Year | Price |
---|---|
2017 | 200 |
2018 | 250 |
2019 | 300 |
Given the table above, is there a way to add months to each year ? For eg: 2017 should have months jan to dec and the same price carried forward in all of the 12 months for all the years listed in a data frame in Pandas?
Year | Price |
---|---|
2017/01/01 | 200 |
2017/02/01 | 200 |
2017/03/01 | 200 |
2017/04/01 | 200 |
2017/05/01 | 200 |
CodePudding user response:
There's probably a better answer out there (I know very little Pandas), but one thing that comes to mind is:
Get the date
represented by your numeric "Year"
. That will give you January 1st at midnight in that Year.

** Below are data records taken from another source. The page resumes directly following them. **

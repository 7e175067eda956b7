//! Caller-supplied rendering options.

use tracing::warn;

use crate::error::{AsyncPageError, Result};

/// Default text size limit handed to the client-side diagram engine.
pub const DEFAULT_MAX_TEXT_SIZE: u32 = 50_000;

/// Name of the generator parameter carrying the diagram text size limit.
pub const MAX_TEXT_SIZE_PARAM: &str = "maxTextSize";

/// Options that influence the rendered page.
#[derive(Debug, Clone, Copy, PartialEq, Eq)]
pub struct RenderOptions {
    /// Upper bound for the diagram engine's internal text buffer. Passed through to the page
    /// unmodified.
    pub max_text_size: u32,
}

impl Default for RenderOptions {
    fn default() -> Self {
        Self {
            max_text_size: DEFAULT_MAX_TEXT_SIZE,
        }
    }
}

impl RenderOptions {
    /// Set the diagram text size limit.
    pub fn with_max_text_size(mut self, max_text_size: u32) -> Self {
        self.max_text_size = max_text_size;
        self
    }

    /// Build options from generator-style `name=value` parameters, starting from the defaults.
    ///
    /// Unknown parameters are ignored with a warning.
    pub fn from_params<I, K, V>(params: I) -> Result<Self>
    where
        I: IntoIterator<Item = (K, V)>,
        K: AsRef<str>,
        V: AsRef<str>,
    {
        let mut options = Self::default();
        for (name, value) in params {
            let (name, value) = (name.as_ref(), value.as_ref());
            match name {
                MAX_TEXT_SIZE_PARAM => {
                    options.max_text_size = value.trim().parse().map_err(|_| {
                        AsyncPageError::InvalidParameter {
                            name: name.to_string(),
                            value: value.to_string(),
                        }
                    })?;
                }
                _ => warn!(parameter = name, "ignoring unknown parameter"),
            }
        }
        Ok(options)
    }
}

/// Split a `name=value` parameter string.
pub fn parse_param(raw: &str) -> Result<(String, String)> {
    match raw.split_once('=') {
        Some((name, value)) if !name.trim().is_empty() => {
            Ok((name.trim().to_string(), value.to_string()))
        }
        _ => Err(AsyncPageError::InvalidParameter {
            name: raw.to_string(),
            value: String::new(),
        }),
    }
}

You can drop the time part (the "hour", if you may) and keep just the date (January 1st of that year)
At this point you'll have your first row being January (month 1). Then you can replicate the row changing the "Year"
's month to 2 (February), 3 (March)... until... 12 (December) and insert it back in the Dataframe
import pandas as pd
df = pd.DataFrame([
{"Year": 2017, "Price": 200},
{"Year": 2018, "Price": 300},
{"Year": 2019, "Price": 400},
])
df["Year"] = pd.to_datetime(df["Year"], format='%Y').dt.date
for idx, row in df.iterrows():
for i in range(2, 13):
row["Year"] = row["Year"].replace(month=i)
df = pd.concat([df, row.to_frame().T])
df = df.sort_values(['Year']).reset_index(drop=True)
print(df)
# Year Price
# 0 2017-01-01 200
# 1 2017-02-01 200
# 2 2017-03-01 200
# 3 2017-04-01 200
# 4 2017-05-01 200
# 5 2017-06-01 200
# 6 2017-07-01 200
# 7 2017-08-01 200
# 8 2017-09-01 200
# 9 2017-10-01 200
# 10 2017-11-01 200
# 11 2017-12-01 200
# 12 2018-01-01 300
# 13 2018-02-01 300
# 14 2018-03-01 300
# 15 2018-04-01 300
# 16 2018-05-01 300
# 17 2018-06-01 300
# 18 2018-07-01 300
# 19 2018-08-01 300
# 20 2018-09-01 300
# 21 2018-10-01 300
# 22 2018-11-01 300
# 23 2018-12-01 300
# 24 2019-01-01 400
# 25 2019-02-01 400
# 26 2019-03-01 400
# 27 2019-04-01 400
# 28 2019-05-01 400
# 29 2019-06-01 400
# 30 2019-07-01 400
# 31 2019-08-01 400
# 32 2019-09-01 400
# 33 2019-10-01 400
# 34 2019-11-01 400
# 35 2019-12-01 400
CodePudding user response:
You could try this:
df.columns = [i.strip() for i in df.columns]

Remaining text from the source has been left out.